*WHAT YOU WILL DO*.
Pull every line holding the string "usize" from the records below.

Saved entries
=== Section Start ===
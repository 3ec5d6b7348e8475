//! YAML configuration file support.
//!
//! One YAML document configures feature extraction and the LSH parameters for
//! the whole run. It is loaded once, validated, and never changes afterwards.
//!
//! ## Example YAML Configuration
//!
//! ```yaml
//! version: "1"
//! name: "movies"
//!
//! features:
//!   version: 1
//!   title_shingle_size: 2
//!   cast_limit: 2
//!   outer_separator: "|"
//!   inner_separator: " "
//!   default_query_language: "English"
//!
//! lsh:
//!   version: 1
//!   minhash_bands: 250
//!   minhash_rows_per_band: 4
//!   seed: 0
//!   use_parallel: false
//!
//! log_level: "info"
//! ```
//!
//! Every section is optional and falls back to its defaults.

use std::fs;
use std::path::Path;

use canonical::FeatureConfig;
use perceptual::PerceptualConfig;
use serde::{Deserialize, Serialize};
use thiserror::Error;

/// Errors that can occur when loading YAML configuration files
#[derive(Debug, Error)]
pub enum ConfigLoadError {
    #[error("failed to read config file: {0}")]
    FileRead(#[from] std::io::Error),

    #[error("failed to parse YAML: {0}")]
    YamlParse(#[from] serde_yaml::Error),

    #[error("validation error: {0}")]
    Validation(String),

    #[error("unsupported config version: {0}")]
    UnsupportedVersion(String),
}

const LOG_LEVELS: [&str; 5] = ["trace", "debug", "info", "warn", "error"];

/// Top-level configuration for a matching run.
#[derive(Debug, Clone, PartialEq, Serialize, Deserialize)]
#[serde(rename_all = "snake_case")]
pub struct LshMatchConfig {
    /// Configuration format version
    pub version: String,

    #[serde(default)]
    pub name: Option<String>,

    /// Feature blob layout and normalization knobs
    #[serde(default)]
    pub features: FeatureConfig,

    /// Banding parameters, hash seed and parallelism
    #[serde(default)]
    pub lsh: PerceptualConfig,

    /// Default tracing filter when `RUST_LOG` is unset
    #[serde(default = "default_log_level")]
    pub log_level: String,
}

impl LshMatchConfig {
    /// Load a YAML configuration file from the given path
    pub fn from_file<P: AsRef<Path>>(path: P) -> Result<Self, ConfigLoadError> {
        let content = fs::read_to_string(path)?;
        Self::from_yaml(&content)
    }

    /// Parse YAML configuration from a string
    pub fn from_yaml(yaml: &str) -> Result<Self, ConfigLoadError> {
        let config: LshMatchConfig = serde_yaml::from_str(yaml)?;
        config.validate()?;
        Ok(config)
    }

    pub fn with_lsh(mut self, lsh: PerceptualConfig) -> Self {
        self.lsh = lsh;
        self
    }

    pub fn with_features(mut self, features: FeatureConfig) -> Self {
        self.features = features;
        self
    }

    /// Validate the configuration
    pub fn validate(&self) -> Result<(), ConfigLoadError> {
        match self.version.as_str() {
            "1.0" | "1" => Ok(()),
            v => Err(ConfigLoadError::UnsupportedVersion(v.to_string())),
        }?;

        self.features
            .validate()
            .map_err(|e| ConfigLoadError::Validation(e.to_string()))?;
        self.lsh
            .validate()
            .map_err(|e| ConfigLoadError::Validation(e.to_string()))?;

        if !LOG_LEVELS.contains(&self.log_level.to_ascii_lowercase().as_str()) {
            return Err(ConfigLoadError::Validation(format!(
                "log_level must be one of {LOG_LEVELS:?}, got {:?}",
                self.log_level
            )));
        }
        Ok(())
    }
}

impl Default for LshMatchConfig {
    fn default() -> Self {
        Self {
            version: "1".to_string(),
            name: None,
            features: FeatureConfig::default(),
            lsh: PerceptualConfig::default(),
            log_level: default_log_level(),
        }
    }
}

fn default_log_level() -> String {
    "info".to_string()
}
=== Section End ===
=== Section Start ===
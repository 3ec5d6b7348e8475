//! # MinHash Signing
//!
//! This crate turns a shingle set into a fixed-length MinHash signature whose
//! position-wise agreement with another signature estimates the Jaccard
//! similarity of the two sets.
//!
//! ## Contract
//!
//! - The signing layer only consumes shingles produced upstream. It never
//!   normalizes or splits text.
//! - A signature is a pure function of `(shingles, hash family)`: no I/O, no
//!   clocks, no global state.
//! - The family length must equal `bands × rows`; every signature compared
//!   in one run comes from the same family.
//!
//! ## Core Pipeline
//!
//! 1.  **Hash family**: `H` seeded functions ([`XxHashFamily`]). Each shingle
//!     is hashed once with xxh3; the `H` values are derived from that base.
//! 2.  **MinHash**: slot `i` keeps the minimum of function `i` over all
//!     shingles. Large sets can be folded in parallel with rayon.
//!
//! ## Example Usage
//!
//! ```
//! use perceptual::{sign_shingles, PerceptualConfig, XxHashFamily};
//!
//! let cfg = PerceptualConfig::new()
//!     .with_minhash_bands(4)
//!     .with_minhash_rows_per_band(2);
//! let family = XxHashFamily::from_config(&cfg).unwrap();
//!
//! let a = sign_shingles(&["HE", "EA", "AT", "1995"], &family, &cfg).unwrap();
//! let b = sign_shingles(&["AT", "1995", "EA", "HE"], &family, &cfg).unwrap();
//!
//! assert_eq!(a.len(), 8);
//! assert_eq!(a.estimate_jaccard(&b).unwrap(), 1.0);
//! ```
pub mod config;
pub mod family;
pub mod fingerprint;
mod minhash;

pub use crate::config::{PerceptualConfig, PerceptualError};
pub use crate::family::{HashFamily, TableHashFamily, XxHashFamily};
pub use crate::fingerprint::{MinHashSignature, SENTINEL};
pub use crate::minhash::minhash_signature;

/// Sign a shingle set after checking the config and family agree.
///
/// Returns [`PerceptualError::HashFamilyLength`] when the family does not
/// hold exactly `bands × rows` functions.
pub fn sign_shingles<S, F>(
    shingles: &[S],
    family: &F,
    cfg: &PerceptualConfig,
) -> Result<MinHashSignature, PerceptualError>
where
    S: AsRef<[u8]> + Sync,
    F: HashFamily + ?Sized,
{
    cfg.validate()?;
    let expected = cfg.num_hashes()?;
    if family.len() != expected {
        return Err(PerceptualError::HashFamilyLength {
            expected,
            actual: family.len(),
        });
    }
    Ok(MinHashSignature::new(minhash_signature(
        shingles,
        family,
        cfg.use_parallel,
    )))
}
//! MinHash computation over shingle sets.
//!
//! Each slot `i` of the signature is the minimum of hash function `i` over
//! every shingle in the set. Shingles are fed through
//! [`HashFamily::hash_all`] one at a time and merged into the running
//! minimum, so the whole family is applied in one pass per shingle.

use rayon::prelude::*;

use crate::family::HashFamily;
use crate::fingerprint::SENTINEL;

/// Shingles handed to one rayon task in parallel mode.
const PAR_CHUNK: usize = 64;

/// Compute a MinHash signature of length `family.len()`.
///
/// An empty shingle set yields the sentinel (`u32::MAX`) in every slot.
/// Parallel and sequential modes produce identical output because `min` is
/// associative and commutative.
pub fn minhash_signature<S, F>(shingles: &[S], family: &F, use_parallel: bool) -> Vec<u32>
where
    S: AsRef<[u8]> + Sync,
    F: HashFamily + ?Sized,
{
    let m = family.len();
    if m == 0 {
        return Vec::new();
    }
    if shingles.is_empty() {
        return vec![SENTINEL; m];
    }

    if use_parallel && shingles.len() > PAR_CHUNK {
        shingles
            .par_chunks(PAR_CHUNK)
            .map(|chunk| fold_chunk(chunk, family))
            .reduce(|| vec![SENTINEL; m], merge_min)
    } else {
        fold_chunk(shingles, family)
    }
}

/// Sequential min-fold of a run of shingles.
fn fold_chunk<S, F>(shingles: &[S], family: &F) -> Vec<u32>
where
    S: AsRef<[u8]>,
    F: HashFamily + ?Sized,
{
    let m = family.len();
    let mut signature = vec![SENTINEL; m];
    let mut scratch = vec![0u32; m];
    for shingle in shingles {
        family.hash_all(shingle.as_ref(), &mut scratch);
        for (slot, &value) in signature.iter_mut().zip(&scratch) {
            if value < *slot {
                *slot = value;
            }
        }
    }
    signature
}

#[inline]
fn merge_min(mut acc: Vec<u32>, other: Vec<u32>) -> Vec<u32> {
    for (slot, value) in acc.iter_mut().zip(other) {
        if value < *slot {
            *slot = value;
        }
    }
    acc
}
=== Section End ===
=== Section Start ===
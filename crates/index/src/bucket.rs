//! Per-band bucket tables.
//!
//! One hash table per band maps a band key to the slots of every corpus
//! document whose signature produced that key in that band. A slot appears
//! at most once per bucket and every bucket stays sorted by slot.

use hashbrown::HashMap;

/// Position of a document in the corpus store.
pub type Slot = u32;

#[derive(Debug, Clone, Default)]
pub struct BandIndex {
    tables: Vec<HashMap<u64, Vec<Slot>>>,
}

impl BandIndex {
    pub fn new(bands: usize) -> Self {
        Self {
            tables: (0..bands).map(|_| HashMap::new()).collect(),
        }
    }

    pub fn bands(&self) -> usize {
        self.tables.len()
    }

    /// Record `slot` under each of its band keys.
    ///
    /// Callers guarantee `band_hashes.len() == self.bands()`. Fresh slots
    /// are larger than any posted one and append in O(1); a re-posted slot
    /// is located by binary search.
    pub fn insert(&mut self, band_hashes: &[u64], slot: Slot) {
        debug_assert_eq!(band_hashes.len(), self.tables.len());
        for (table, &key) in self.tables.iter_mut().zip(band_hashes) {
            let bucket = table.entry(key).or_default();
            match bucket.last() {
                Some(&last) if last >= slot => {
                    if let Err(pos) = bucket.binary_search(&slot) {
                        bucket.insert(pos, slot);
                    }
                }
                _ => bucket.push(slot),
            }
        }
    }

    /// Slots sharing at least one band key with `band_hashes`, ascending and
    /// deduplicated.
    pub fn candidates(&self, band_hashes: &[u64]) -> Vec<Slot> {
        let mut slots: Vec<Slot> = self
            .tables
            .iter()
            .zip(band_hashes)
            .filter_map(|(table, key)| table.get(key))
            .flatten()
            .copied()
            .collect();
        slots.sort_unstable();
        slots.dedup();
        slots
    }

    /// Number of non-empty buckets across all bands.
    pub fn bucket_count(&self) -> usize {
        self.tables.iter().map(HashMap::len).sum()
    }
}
=== Section End ===
*TASK RESULT*.
const PAR_CHUNK: usize = 64;
    pub fn new(bands: usize) -> Self {
    pub fn bands(&self) -> usize {
    pub fn bucket_count(&self) -> usize {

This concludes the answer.